_What is being asked_. From the entries below, determine the number of lines that contain "contains". Give that number by itself.

** Opening Material for this task block **

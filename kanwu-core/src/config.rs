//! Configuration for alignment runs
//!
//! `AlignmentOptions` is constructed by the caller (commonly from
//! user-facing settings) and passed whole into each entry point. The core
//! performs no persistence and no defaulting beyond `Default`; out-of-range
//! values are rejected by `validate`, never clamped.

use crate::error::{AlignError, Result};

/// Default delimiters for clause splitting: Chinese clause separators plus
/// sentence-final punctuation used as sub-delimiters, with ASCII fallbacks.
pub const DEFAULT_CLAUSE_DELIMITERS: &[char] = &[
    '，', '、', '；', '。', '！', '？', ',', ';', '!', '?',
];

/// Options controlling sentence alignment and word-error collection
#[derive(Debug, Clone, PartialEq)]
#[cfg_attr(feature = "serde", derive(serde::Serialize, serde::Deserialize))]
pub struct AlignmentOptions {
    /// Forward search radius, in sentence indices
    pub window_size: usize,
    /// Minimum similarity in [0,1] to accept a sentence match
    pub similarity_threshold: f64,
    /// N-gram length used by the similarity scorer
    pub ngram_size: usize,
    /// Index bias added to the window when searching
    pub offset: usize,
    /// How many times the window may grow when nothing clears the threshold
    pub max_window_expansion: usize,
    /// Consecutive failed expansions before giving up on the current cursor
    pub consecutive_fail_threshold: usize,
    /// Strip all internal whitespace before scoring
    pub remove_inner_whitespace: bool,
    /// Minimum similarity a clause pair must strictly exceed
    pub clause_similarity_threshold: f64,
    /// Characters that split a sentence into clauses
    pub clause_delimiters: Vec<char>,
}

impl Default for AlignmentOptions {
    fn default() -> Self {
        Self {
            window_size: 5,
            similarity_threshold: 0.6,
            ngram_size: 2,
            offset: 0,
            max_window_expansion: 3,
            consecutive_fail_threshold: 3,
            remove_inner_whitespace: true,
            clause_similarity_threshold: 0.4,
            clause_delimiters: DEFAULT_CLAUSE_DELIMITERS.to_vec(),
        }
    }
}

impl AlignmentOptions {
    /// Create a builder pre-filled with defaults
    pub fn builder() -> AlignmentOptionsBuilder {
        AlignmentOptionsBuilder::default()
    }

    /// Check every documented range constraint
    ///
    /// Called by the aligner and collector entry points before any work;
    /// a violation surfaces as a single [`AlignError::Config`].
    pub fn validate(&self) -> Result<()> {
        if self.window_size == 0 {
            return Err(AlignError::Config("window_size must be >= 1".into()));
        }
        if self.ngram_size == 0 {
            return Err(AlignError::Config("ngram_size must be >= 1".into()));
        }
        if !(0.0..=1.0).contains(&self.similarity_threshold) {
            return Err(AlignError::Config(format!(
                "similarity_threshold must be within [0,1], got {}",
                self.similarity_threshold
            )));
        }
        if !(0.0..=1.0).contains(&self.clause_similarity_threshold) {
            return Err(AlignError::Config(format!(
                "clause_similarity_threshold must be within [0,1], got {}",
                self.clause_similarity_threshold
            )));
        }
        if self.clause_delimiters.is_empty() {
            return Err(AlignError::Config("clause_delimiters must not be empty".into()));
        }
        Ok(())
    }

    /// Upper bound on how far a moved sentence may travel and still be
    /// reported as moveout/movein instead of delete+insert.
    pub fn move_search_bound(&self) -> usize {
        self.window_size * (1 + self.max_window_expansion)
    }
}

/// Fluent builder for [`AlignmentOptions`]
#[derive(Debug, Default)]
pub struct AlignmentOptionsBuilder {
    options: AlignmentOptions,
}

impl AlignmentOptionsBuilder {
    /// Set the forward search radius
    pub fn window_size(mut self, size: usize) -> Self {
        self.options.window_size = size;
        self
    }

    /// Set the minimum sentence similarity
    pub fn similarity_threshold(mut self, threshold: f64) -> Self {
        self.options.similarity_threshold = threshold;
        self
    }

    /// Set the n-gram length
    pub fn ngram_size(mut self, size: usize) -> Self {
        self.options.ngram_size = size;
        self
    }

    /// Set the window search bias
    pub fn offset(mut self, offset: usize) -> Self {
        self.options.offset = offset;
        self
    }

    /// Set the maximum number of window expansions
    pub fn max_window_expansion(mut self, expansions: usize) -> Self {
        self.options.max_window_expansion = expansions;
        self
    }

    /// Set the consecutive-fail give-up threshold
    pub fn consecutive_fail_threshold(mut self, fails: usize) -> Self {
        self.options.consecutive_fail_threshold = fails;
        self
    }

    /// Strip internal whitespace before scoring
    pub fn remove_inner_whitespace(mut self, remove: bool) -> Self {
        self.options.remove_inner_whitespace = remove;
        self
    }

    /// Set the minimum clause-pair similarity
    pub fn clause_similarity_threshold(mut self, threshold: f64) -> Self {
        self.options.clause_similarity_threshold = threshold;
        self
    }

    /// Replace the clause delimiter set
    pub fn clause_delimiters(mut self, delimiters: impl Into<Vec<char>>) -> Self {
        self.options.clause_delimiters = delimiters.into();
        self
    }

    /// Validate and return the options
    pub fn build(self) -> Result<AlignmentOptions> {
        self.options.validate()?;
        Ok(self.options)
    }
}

** Closing Material for this task block **

_Written answer_. 2